Las tardes, las noches templadas
que no conozco de esta pútrida
ciudad, Toluca Sacrosanta
(A mí y a nadie nos heredó nada).
Y el amor, amor, frase trillada
misma en sus vuelos consumada,
sus amigos apátridas, cigarrillos,
muchos, para fumarme la pena
del anonimato conocido de la cama,
porque no he podido ni uno, ni uno
solo de mis versos vestir de fama.
Pude, sí, mirar la colección completa;
las portadas, rostros impasibles
de los libros que nunca escribiré
porque ya no me da la talla,
la broma de ser escriba y chava.
Tampoco pude ser lo que quería,
cuando toda la Polis lo admiraba,
me dediqué a guardar memorias
a visitar a la gente olvidada,
consultar bibliotecas de viejo,
admirar a poetas con medallas.
De grande, al igual que sus vacíos
me visitan la pobreza y la nostalgia.
Jamás cuentista, escribí un día
en honor a la obra de Alejandro Ariceaga.
*Dedicado al fundador del Centro Toluqueño de Escritores.

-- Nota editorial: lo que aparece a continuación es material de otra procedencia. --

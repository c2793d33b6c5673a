//! SMB2 sync header and message correlation key

use super::smb2_constants::*;
use crate::error::{Error, NtStatus, Result};
use byteorder::{LittleEndian, ReadBytesExt, WriteBytesExt};
use std::fmt;
use std::io::{Cursor, Read};

/// SMB2 Header structure
#[derive(Debug, Clone, PartialEq, Eq)]
pub struct Smb2Header {
    pub credit_charge: u16,
    pub status: u32,
    pub command: Smb2Command,
    pub credit: u16,
    pub flags: Smb2HeaderFlags,
    pub next_command: u32,
    pub message_id: u64,
    /// Reserved/ProcessId in sync headers, low half of AsyncId otherwise
    pub process_id: u32,
    pub tree_id: u32,
    pub session_id: u64,
    pub signature: [u8; 16],
}

impl Smb2Header {
    pub const SIZE: usize = SMB2_HEADER_SIZE;

    pub fn new(command: Smb2Command) -> Self {
        Self {
            credit_charge: 0,
            status: 0,
            command,
            credit: 1,
            flags: Smb2HeaderFlags::empty(),
            next_command: 0,
            message_id: 0,
            process_id: 0,
            tree_id: 0,
            session_id: 0,
            signature: [0; 16],
        }
    }

    /// Header for a server reply to `request`
    pub fn response_to(request: &Smb2Header, status: NtStatus) -> Self {
        Self {
            status: status.to_u32(),
            flags: Smb2HeaderFlags::SERVER_TO_REDIR,
            credit: request.credit.max(1),
            ..request.clone()
        }
    }

    pub fn parse(buf: &[u8]) -> Result<Self> {
        if buf.len() < Self::SIZE {
            return Err(Error::BufferTooSmall {
                need: Self::SIZE,
                have: buf.len(),
            });
        }

        if buf[0..4] != SMB2_MAGIC {
            return Err(Error::InvalidHeader(format!(
                "Invalid SMB2 magic: {:02x?}",
                &buf[0..4]
            )));
        }

        let mut cursor = Cursor::new(&buf[4..Self::SIZE]);
        let structure_size = cursor.read_u16::<LittleEndian>()?;
        if structure_size != structure_size::HEADER {
            return Err(Error::InvalidHeader(format!(
                "Invalid header structure size: {}",
                structure_size
            )));
        }

        let credit_charge = cursor.read_u16::<LittleEndian>()?;
        let status = cursor.read_u32::<LittleEndian>()?;
        let command = Smb2Command::try_from(cursor.read_u16::<LittleEndian>()?)?;
        let credit = cursor.read_u16::<LittleEndian>()?;
        let flags = Smb2HeaderFlags::from_bits_truncate(cursor.read_u32::<LittleEndian>()?);
        let next_command = cursor.read_u32::<LittleEndian>()?;
        let message_id = cursor.read_u64::<LittleEndian>()?;
        let process_id = cursor.read_u32::<LittleEndian>()?;
        let tree_id = cursor.read_u32::<LittleEndian>()?;
        let session_id = cursor.read_u64::<LittleEndian>()?;
        let mut signature = [0u8; 16];
        cursor.read_exact(&mut signature)?;

        Ok(Self {
            credit_charge,
            status,
            command,
            credit,
            flags,
            next_command,
            message_id,
            process_id,
            tree_id,
            session_id,
            signature,
        })
    }

    pub fn write_to(&self, buf: &mut Vec<u8>) -> Result<()> {
        buf.extend_from_slice(&SMB2_MAGIC);
        buf.write_u16::<LittleEndian>(structure_size::HEADER)?;
        buf.write_u16::<LittleEndian>(self.credit_charge)?;
        buf.write_u32::<LittleEndian>(self.status)?;
        buf.write_u16::<LittleEndian>(self.command as u16)?;
        buf.write_u16::<LittleEndian>(self.credit)?;
        buf.write_u32::<LittleEndian>(self.flags.bits())?;
        buf.write_u32::<LittleEndian>(self.next_command)?;
        buf.write_u64::<LittleEndian>(self.message_id)?;
        buf.write_u32::<LittleEndian>(self.process_id)?;
        buf.write_u32::<LittleEndian>(self.tree_id)?;
        buf.write_u64::<LittleEndian>(self.session_id)?;
        buf.extend_from_slice(&self.signature);
        Ok(())
    }

    pub fn serialize(&self) -> Result<Vec<u8>> {
        let mut buf = Vec::with_capacity(Self::SIZE);
        self.write_to(&mut buf)?;
        Ok(buf)
    }

    pub fn status(&self) -> NtStatus {
        NtStatus::from_u32(self.status)
    }

    pub fn is_response(&self) -> bool {
        self.flags.contains(Smb2HeaderFlags::SERVER_TO_REDIR)
    }

    pub fn is_async(&self) -> bool {
        self.flags.contains(Smb2HeaderFlags::ASYNC_COMMAND)
    }

    /// Interim `STATUS_PENDING` reply; the final one reuses the message id
    pub fn is_interim(&self) -> bool {
        self.is_async() && self.status() == NtStatus::Pending
    }

    pub fn key(&self) -> MessageKey {
        MessageKey::from_message_id(self.message_id)
    }
}

/// Correlation key: the low 32 bits of a 64-bit message id.
///
/// Displays as the hex of its little-endian bytes, which is how the id
/// appears on the wire.
#[derive(Debug, Clone, Copy, PartialEq, Eq, Hash)]
pub struct MessageKey(u32);

impl MessageKey {
    pub fn from_message_id(message_id: u64) -> Self {
        Self((message_id & 0xFFFF_FFFF) as u32)
    }

    pub fn value(self) -> u32 {
        self.0
    }
}

impl fmt::Display for MessageKey {
    fn fmt(&self, f: &mut fmt::Formatter<'_>) -> fmt::Result {
        for byte in self.0.to_le_bytes() {
            write!(f, "{:02x}", byte)?;
        }
        Ok(())
    }
}
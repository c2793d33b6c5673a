//! NetBIOS session service framing
//!
//! SMB2 over direct TCP reuses the RFC 1002 session message header but
//! widens the length to 24 bits (MS-SMB2 2.1).

use crate::error::{Error, Result};
use bytes::BufMut;
use std::convert::TryFrom;

pub mod frame;

pub use frame::{encode_frame, FrameDecoder, Frames};

/// NetBIOS message types
#[derive(Debug, Clone, Copy, PartialEq, Eq)]
#[repr(u8)]
pub enum NetBiosMessageType {
    SessionMessage = 0x00,
    SessionRequest = 0x81,
    PositiveResponse = 0x82,
    NegativeResponse = 0x83,
    RetargetResponse = 0x84,
    Keepalive = 0x85,
}

impl TryFrom<u8> for NetBiosMessageType {
    type Error = Error;

    fn try_from(value: u8) -> Result<Self> {
        match value {
            0x00 => Ok(NetBiosMessageType::SessionMessage),
            0x81 => Ok(NetBiosMessageType::SessionRequest),
            0x82 => Ok(NetBiosMessageType::PositiveResponse),
            0x83 => Ok(NetBiosMessageType::NegativeResponse),
            0x84 => Ok(NetBiosMessageType::RetargetResponse),
            0x85 => Ok(NetBiosMessageType::Keepalive),
            _ => Err(Error::InvalidMessage(format!(
                "Invalid NetBIOS message type: 0x{:02x}",
                value
            ))),
        }
    }
}

/// NetBIOS Session Service header (4 bytes)
#[derive(Debug, Clone, Copy, PartialEq, Eq)]
pub struct NetBiosHeader {
    /// Message type
    pub message_type: NetBiosMessageType,
    /// Length of the message payload (24 bits max)
    pub length: u32,
}

impl NetBiosHeader {
    /// Maximum payload length (24 bits)
    pub const MAX_LENGTH: u32 = 0x00FF_FFFF;

    /// Header size in bytes
    pub const SIZE: usize = 4;

    /// Create a new NetBIOS header
    pub fn new(message_type: NetBiosMessageType, length: u32) -> Result<Self> {
        if length > Self::MAX_LENGTH {
            return Err(Error::InvalidParameter(format!(
                "NetBIOS length {} exceeds maximum {}",
                length,
                Self::MAX_LENGTH
            )));
        }
        Ok(Self {
            message_type,
            length,
        })
    }

    /// Create a session message header
    pub fn session_message(length: u32) -> Result<Self> {
        Self::new(NetBiosMessageType::SessionMessage, length)
    }

    /// Parse a NetBIOS header from bytes
    pub fn parse(buf: &[u8]) -> Result<Self> {
        if buf.len() < Self::SIZE {
            return Err(Error::BufferTooSmall {
                need: Self::SIZE,
                have: buf.len(),
            });
        }

        let message_type = NetBiosMessageType::try_from(buf[0])?;

        // Byte 1 carries bits 16..24, bytes 2-3 the low 16 bits big-endian
        let length = (u32::from(buf[1]) << 16) | u32::from(u16::from_be_bytes([buf[2], buf[3]]));

        Ok(Self {
            message_type,
            length,
        })
    }

    /// Serialize the header to bytes
    pub fn to_bytes(&self) -> [u8; 4] {
        let low = (self.length & 0xFFFF) as u16;
        let mut bytes = [0u8; 4];
        bytes[0] = self.message_type as u8;
        bytes[1] = ((self.length >> 16) & 0xFF) as u8;
        bytes[2..4].copy_from_slice(&low.to_be_bytes());
        bytes
    }

    /// Write the header to a buffer
    pub fn write_to<B: BufMut>(&self, buf: &mut B) -> Result<()> {
        if buf.remaining_mut() < Self::SIZE {
            return Err(Error::BufferTooSmall {
                need: Self::SIZE,
                have: buf.remaining_mut(),
            });
        }
        buf.put_slice(&self.to_bytes());
        Ok(())
    }
}

#[cfg(test)]
mod tests {
    use super::*;

    #[test]
    fn test_header_roundtrip() {
        let header = NetBiosHeader::session_message(1234).unwrap();
        let bytes = header.to_bytes();
        let parsed = NetBiosHeader::parse(&bytes).unwrap();
        assert_eq!(header, parsed);
    }

    #[test]
    fn test_24_bit_length_layout() {
        let header = NetBiosHeader::session_message(0x01_2345).unwrap();
        assert_eq!(header.to_bytes(), [0x00, 0x01, 0x23, 0x45]);

        let parsed = NetBiosHeader::parse(&[0x00, 0xAB, 0xCD, 0xEF]).unwrap();
        assert_eq!(parsed.length, 0x00AB_CDEF);
        assert_eq!(parsed.message_type, NetBiosMessageType::SessionMessage);
    }

    #[test]
    fn test_max_length() {
        assert!(NetBiosHeader::session_message(NetBiosHeader::MAX_LENGTH).is_ok());
        assert!(NetBiosHeader::session_message(NetBiosHeader::MAX_LENGTH + 1).is_err());
    }

    #[test]
    fn test_unknown_message_type() {
        assert!(NetBiosHeader::parse(&[0x42, 0, 0, 0]).is_err());
        assert!(NetBiosHeader::parse(&[0x00, 0]).is_err());
    }
}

Pero ya no siempre me salen
ni con aquella naturalidad
voces completas.
*
Ahora soy uno del mundo
haciendo conjeturas melindrosas. (sic)
ahora vago,
receptora que fuiste de mis ojos,
y que un rayo me parta
si miento cuando impávido,
infeliz cada diez horas,
es de veras que estoy necesitado.
*
Tú me preguntarás quién soy
si me encuentras
donde quiera que me encuentre.
*
¿De dónde voy a sacar ahora
una sonrisa plena,
los ojos suficientes,
la música y las frases necesarias
para decirte buenos días de otra manera?